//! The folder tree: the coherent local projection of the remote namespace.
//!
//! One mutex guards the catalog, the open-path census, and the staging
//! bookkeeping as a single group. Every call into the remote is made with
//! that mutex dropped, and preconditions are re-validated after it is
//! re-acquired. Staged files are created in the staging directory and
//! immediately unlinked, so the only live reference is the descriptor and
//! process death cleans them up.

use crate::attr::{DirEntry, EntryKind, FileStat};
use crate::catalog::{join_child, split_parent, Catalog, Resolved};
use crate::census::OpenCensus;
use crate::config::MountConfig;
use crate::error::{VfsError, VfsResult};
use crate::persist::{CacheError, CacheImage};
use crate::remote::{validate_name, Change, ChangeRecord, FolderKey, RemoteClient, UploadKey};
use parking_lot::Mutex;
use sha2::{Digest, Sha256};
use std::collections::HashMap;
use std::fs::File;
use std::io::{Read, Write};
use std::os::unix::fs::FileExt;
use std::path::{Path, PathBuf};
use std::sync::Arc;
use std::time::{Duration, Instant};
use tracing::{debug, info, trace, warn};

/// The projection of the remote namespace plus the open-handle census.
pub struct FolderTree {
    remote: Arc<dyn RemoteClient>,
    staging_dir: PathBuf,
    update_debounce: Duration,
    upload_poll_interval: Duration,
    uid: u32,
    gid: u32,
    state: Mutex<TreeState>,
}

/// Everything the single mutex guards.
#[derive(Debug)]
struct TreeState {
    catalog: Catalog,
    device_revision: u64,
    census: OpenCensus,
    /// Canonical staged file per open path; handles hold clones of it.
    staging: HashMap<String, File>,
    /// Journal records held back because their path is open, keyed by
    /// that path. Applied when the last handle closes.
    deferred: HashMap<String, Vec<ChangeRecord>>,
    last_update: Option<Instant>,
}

* * *

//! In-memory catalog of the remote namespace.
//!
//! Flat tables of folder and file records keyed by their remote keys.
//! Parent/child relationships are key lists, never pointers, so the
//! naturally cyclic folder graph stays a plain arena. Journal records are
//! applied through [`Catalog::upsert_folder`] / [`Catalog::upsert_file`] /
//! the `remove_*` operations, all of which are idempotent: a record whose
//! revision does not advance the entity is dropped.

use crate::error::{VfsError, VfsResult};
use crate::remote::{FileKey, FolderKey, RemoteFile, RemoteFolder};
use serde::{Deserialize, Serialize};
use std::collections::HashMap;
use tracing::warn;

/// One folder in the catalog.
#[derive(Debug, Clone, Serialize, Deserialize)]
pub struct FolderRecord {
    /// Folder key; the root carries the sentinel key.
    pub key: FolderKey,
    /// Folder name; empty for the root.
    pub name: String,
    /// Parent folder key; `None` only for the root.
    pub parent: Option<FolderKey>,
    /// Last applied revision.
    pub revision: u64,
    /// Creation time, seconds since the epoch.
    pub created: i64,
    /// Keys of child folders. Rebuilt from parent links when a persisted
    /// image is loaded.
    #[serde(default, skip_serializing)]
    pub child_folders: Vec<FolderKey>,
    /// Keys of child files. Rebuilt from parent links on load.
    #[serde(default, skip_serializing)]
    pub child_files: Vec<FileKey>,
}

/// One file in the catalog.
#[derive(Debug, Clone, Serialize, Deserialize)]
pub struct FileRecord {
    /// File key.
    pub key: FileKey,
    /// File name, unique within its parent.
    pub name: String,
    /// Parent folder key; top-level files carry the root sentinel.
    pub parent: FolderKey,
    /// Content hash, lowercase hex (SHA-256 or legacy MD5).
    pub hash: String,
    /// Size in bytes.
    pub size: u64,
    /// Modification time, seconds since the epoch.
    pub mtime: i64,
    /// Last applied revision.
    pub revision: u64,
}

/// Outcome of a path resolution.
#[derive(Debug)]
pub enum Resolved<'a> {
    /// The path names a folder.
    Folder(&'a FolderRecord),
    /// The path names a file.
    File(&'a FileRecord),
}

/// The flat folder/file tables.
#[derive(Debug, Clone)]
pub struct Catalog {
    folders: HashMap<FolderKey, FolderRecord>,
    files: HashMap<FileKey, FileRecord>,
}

● Required action:
Only lines containing the string "created" are needed. Pull each of them out of the records above.

● Solution:
//! re-acquired. Staged files are created in the staging directory and
    pub created: i64,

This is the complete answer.